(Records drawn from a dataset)
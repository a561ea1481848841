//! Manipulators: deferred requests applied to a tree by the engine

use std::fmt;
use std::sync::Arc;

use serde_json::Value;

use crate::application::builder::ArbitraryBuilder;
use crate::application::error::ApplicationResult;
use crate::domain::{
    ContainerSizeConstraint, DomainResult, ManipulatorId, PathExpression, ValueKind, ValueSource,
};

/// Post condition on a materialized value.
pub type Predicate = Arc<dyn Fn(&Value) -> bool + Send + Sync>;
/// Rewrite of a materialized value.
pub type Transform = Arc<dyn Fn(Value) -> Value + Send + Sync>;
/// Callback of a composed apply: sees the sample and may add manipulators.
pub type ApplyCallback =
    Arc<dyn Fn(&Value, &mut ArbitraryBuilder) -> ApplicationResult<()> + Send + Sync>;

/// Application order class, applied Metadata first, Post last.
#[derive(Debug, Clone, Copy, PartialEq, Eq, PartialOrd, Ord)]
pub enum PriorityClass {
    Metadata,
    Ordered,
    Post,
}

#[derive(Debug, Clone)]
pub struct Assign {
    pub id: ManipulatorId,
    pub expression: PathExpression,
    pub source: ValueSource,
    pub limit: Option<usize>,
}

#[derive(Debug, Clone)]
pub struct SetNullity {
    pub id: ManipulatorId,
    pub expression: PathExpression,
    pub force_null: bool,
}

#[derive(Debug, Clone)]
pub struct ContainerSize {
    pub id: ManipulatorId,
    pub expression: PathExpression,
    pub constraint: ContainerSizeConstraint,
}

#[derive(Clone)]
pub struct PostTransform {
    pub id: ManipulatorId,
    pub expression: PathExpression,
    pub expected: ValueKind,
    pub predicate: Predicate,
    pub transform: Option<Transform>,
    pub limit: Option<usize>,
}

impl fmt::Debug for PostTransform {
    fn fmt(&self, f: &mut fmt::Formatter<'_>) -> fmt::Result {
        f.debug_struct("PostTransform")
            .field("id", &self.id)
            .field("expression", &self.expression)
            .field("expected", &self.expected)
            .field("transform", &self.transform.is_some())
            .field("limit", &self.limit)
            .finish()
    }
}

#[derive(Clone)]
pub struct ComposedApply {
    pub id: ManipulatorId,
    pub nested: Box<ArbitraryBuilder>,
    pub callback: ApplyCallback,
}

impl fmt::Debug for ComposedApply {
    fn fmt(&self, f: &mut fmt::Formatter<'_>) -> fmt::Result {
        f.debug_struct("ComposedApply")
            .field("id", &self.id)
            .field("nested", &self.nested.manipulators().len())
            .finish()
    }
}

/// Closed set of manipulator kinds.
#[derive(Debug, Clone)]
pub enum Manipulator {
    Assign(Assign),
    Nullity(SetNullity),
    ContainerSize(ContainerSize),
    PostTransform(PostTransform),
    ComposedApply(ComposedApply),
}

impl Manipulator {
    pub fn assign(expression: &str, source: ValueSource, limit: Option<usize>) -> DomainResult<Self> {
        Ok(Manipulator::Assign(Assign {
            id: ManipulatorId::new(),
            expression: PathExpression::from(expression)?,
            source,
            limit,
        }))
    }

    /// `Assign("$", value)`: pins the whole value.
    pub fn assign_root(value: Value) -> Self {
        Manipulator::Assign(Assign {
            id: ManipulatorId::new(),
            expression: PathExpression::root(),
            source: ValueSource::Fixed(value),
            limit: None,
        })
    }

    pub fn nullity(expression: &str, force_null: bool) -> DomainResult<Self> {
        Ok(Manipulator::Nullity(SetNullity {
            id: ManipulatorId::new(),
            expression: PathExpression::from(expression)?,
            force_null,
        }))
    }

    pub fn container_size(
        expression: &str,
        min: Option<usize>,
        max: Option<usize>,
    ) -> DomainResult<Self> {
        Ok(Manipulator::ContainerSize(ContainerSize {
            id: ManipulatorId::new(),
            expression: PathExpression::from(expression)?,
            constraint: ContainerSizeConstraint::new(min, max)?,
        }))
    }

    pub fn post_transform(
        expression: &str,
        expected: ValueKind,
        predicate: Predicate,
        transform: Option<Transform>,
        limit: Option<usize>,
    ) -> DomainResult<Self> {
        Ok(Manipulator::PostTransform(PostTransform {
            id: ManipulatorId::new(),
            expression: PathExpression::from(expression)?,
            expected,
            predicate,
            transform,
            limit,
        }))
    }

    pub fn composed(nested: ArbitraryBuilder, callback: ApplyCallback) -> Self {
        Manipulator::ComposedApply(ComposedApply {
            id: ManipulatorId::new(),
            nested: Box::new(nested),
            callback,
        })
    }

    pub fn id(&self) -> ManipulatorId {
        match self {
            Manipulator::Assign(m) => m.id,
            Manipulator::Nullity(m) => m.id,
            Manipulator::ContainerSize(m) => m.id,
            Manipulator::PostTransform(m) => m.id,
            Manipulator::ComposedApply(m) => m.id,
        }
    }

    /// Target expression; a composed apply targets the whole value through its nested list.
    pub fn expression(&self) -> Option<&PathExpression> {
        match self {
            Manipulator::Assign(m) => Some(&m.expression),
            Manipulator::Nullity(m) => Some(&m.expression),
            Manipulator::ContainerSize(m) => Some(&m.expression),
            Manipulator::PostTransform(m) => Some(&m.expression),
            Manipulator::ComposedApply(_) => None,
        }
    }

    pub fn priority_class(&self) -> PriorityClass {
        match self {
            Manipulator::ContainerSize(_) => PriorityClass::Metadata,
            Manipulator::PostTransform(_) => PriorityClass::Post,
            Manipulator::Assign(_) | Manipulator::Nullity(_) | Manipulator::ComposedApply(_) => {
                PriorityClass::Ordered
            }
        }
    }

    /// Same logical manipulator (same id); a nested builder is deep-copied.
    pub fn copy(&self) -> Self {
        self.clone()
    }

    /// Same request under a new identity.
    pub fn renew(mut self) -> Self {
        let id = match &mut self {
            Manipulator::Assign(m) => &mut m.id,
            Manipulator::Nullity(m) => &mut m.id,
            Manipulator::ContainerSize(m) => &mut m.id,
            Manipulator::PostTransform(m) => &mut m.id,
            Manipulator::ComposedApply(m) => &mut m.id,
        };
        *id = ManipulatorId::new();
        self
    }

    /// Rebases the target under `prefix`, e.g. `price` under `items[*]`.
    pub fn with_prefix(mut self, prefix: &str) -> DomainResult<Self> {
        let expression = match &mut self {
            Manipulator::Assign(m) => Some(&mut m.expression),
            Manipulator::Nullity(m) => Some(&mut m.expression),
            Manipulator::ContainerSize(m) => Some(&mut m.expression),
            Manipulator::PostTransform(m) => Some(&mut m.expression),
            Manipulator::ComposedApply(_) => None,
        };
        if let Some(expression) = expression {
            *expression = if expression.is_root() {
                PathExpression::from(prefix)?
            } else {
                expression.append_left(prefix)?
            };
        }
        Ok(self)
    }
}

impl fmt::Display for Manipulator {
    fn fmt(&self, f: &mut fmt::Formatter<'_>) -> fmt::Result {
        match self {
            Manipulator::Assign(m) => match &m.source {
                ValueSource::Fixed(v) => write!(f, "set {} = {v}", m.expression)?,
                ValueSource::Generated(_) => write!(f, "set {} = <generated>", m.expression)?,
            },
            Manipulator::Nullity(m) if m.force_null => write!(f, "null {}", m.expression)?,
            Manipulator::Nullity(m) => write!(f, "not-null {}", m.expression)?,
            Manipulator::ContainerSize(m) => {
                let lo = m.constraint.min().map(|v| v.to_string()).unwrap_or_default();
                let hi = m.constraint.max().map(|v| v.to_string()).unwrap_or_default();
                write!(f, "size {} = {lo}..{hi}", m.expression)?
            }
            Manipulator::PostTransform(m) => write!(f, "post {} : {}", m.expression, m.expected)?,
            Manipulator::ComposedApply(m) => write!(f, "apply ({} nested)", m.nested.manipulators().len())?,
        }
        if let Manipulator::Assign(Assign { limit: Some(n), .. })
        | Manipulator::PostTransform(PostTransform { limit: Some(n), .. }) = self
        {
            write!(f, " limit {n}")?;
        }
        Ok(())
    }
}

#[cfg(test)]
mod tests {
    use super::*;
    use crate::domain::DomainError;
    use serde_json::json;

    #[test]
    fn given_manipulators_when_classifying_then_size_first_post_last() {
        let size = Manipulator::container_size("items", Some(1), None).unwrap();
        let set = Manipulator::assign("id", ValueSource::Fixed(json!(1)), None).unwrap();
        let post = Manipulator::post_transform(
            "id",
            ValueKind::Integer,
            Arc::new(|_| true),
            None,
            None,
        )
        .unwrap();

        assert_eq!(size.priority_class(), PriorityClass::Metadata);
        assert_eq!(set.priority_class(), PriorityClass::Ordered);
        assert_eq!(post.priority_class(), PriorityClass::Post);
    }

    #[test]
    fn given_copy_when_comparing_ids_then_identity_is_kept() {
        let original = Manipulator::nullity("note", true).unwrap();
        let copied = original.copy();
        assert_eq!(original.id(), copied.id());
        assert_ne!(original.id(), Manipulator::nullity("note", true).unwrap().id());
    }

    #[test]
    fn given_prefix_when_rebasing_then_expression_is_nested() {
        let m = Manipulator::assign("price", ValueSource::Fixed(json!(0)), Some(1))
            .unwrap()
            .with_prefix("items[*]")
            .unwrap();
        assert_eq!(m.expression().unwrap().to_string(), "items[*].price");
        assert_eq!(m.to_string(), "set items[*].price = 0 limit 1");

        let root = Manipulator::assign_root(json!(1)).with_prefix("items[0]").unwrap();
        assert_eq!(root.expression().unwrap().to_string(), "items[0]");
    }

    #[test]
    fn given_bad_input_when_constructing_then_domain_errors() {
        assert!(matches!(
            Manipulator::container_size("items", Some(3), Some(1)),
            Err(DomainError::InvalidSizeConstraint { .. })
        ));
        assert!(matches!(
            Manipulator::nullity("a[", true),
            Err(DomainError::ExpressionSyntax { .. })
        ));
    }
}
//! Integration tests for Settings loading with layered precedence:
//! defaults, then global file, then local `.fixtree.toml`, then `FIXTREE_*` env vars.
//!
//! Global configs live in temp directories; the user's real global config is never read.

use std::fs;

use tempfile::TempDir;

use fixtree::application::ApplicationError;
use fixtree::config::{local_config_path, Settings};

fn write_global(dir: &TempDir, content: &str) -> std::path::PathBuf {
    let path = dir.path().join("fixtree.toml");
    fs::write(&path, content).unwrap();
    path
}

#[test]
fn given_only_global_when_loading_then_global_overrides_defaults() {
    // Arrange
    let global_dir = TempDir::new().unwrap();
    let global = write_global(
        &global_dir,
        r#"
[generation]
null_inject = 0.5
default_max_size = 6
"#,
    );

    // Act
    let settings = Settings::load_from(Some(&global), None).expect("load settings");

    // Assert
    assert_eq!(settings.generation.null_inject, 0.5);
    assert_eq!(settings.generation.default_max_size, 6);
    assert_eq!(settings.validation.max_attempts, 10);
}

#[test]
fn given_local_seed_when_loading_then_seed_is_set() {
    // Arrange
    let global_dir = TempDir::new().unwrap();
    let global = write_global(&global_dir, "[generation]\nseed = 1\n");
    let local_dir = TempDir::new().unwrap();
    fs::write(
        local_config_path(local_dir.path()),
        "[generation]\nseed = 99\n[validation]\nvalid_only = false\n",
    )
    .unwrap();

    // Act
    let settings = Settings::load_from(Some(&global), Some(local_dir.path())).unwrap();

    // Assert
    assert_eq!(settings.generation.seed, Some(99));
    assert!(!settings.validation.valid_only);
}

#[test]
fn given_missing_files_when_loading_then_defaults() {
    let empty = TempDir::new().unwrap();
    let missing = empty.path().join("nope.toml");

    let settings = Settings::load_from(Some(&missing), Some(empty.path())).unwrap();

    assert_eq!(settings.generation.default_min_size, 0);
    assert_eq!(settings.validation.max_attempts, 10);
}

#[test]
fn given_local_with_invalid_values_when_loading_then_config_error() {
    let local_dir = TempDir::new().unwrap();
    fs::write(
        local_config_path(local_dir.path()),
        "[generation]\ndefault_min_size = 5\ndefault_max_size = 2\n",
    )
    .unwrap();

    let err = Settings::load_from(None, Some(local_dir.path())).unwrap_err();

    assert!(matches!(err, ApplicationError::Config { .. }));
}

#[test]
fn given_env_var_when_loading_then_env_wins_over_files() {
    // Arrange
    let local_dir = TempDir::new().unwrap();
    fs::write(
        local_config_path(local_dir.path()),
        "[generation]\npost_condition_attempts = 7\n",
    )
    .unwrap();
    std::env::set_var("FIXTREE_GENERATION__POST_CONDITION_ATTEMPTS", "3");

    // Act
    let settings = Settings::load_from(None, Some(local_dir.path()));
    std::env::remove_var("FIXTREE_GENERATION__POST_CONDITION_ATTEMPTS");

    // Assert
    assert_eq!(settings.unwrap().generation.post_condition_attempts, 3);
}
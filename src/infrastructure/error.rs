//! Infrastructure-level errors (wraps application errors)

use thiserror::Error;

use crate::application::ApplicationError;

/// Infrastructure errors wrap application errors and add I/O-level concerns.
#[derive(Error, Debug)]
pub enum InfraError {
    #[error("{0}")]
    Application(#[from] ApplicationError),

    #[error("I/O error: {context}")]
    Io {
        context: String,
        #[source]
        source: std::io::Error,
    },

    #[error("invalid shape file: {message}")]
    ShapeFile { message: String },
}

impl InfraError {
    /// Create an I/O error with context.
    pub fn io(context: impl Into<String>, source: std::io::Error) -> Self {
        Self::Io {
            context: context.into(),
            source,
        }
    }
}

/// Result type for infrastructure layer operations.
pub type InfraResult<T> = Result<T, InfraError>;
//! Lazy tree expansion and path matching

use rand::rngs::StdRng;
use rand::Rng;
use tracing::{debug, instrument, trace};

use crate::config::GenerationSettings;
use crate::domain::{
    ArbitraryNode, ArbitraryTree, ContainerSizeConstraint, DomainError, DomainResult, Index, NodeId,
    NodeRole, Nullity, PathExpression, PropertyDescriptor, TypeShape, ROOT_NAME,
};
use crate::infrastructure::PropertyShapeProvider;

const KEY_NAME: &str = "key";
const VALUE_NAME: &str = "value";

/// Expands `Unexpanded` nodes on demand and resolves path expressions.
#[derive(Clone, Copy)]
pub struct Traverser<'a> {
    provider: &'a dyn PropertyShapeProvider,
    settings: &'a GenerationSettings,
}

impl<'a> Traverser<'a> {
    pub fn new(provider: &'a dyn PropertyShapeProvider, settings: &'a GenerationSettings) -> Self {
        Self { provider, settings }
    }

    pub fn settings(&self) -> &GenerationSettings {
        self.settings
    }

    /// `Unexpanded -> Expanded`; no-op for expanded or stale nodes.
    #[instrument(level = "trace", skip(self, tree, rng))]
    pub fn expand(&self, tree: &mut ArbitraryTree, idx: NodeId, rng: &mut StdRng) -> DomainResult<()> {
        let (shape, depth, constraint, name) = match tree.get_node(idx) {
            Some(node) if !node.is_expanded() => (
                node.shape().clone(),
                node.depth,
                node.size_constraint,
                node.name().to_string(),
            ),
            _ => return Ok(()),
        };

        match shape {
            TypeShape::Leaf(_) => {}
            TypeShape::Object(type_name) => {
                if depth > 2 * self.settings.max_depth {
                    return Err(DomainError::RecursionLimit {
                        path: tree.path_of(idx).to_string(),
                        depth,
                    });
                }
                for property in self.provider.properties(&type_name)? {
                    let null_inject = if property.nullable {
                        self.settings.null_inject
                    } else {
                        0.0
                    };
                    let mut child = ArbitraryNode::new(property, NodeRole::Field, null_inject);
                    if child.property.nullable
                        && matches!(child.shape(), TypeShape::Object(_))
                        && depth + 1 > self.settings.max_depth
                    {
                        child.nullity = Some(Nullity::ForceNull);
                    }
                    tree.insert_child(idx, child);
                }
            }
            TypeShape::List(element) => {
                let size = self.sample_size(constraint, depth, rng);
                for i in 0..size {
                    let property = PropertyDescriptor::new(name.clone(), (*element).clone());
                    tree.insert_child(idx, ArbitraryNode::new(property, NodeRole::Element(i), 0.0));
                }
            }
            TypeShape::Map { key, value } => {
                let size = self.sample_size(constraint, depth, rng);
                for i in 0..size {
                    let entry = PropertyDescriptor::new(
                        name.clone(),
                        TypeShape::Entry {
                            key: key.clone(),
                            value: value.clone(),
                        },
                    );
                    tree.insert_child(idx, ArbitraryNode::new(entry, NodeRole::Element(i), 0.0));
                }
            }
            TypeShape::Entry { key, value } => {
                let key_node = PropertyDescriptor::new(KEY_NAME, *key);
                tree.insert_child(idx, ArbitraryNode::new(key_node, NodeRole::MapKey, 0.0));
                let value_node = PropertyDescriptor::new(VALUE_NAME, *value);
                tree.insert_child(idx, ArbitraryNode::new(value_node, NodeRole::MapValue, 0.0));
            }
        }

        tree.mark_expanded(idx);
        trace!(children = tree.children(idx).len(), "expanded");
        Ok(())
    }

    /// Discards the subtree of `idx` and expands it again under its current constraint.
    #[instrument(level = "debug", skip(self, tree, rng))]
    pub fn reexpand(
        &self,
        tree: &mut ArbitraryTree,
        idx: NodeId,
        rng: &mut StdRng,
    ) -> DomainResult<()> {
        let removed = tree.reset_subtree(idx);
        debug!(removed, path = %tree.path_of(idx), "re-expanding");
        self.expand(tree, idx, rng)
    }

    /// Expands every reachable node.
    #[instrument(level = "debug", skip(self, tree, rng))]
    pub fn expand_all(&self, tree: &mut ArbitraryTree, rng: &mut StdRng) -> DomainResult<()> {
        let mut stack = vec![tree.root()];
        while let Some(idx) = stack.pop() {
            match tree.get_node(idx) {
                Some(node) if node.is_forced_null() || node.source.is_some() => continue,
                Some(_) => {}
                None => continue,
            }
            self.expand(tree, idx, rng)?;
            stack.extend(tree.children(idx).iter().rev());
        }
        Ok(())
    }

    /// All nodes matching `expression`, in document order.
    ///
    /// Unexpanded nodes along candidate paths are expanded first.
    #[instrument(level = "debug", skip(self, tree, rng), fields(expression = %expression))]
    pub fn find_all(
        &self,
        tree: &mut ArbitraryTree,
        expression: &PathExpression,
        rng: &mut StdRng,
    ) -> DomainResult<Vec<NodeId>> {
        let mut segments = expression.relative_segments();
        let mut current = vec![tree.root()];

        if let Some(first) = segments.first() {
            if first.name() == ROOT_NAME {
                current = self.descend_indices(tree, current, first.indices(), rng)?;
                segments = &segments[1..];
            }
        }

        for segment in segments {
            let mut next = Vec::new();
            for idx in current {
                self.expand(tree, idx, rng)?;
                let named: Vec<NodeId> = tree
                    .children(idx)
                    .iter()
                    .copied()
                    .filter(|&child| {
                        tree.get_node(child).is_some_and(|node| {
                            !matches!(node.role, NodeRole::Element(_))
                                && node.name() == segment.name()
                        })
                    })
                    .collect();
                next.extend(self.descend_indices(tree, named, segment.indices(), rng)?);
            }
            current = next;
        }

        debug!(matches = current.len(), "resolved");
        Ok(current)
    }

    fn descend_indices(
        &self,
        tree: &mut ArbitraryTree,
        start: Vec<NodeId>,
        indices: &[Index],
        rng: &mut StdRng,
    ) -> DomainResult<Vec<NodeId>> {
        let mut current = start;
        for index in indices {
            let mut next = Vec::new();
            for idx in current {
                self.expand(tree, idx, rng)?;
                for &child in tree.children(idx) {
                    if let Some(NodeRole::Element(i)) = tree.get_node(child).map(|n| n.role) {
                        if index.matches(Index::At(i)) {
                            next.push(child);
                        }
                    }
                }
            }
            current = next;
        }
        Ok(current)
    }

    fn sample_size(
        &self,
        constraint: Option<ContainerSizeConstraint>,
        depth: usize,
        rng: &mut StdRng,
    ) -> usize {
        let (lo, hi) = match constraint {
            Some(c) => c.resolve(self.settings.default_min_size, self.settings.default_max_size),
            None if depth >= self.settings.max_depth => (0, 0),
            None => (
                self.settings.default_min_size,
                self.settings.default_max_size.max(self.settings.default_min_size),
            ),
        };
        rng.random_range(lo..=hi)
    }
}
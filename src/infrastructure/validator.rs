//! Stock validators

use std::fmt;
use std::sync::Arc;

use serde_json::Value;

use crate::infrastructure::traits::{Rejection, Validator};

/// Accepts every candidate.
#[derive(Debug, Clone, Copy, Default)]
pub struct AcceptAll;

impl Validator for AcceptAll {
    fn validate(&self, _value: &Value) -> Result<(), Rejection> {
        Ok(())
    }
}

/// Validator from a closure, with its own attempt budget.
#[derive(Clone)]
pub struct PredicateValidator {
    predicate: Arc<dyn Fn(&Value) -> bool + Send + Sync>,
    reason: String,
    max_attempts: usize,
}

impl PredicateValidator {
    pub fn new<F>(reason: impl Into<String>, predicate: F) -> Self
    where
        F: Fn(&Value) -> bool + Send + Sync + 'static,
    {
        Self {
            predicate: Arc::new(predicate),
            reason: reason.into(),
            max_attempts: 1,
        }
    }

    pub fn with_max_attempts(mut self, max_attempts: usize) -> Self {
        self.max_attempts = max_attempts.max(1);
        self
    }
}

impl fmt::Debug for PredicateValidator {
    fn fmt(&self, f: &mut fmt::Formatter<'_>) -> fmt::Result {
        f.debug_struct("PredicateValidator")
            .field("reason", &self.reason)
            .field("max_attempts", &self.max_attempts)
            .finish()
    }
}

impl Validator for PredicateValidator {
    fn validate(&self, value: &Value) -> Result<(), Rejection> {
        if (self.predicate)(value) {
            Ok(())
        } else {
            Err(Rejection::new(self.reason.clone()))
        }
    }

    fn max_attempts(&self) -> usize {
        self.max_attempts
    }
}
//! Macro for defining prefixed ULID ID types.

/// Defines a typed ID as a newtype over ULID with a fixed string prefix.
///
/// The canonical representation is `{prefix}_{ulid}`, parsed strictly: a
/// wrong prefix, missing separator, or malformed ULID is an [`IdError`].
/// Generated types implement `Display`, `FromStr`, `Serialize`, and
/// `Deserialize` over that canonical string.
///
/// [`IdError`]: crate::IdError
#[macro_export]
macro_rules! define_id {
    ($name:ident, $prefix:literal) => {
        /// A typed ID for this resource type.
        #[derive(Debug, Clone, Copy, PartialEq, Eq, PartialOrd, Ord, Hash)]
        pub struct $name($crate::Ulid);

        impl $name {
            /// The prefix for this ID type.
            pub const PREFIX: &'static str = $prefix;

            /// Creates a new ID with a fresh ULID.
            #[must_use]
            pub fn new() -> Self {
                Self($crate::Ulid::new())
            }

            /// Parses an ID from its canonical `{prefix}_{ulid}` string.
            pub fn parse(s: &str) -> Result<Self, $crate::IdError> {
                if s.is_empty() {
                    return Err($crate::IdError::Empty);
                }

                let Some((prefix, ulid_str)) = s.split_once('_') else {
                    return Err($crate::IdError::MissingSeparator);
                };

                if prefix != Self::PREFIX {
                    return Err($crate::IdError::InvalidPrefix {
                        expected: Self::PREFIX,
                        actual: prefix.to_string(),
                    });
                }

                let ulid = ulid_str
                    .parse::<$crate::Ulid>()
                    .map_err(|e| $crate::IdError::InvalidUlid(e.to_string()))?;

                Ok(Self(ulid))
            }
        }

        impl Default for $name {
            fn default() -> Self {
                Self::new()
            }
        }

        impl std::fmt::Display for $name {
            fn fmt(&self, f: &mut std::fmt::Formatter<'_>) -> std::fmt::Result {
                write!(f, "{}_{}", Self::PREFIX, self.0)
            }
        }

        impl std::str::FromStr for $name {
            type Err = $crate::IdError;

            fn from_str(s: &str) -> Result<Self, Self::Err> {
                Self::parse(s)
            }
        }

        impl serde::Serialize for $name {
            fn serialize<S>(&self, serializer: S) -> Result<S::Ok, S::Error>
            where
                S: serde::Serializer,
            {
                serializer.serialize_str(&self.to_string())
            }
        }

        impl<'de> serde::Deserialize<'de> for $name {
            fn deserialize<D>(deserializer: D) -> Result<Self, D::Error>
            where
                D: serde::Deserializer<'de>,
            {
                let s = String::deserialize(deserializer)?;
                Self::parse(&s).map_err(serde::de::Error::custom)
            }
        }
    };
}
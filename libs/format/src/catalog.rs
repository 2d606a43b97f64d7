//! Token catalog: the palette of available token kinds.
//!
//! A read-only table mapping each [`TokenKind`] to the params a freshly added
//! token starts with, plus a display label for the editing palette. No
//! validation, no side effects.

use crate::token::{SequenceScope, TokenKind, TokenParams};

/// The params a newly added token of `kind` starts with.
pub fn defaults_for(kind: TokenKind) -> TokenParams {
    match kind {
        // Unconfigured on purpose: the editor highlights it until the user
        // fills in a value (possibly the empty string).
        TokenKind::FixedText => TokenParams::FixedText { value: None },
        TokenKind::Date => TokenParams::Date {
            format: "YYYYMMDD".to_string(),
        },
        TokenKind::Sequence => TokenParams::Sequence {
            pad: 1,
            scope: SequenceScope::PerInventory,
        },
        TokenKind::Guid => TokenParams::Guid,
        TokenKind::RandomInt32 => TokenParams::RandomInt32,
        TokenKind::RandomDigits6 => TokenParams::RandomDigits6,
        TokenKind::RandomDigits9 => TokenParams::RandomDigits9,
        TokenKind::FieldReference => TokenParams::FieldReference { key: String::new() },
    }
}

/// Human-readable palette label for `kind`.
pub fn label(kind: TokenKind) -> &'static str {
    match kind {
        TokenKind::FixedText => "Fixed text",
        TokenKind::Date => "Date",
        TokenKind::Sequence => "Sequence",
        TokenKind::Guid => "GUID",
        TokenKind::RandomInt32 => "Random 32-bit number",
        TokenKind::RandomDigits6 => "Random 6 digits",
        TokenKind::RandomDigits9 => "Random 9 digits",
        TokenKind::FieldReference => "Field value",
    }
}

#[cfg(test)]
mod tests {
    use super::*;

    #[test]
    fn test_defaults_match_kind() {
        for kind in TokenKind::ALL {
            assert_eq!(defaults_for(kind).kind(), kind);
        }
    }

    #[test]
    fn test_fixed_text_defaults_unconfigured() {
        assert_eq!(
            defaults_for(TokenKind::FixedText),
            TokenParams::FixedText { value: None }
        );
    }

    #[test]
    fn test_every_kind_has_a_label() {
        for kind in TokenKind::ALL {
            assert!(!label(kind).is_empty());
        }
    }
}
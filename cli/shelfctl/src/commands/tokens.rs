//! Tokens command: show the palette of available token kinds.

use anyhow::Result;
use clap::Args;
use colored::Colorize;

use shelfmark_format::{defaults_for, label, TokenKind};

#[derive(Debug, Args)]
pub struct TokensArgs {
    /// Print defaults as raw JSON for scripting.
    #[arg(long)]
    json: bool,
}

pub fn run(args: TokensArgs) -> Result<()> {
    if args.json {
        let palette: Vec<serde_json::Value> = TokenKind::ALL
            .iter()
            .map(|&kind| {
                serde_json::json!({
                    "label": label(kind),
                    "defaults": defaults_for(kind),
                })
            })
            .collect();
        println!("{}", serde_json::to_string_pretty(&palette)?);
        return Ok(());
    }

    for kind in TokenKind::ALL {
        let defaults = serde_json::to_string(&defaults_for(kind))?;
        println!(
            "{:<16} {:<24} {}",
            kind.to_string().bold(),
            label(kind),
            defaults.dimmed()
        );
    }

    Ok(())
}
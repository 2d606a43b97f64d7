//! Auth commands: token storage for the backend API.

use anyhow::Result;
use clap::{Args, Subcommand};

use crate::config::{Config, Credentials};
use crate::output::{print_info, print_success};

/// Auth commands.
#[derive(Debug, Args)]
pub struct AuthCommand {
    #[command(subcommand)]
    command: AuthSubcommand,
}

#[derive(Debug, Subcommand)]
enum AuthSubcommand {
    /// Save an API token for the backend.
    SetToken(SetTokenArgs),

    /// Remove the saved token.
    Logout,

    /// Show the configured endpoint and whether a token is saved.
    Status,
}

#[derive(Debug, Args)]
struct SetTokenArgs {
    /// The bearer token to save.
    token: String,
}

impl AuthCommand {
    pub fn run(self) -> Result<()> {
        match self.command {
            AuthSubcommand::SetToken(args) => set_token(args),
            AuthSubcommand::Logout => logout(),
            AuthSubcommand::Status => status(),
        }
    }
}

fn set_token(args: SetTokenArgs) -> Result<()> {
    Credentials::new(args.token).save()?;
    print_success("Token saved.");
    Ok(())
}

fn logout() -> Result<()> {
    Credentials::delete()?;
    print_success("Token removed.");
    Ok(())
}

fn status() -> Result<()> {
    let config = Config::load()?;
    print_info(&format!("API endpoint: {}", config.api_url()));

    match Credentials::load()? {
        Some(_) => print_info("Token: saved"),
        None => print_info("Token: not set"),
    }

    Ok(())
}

EXERCISE:
Lines from the top of the data above through the line with "on a materialized value.", both ends included: copy them exactly, nothing more.

RESPONSE TO THE EXERCISE:
repository a561ea1481848841
//! Manipulators: deferred requests applied to a tree by the engine

use std::fmt;
use std::sync::Arc;

use serde_json::Value;

use crate::application::builder::ArbitraryBuilder;
use crate::application::error::ApplicationResult;
use crate::domain::{
    ContainerSizeConstraint, DomainResult, ManipulatorId, PathExpression, ValueKind, ValueSource,
};

/// Post condition on a materialized value.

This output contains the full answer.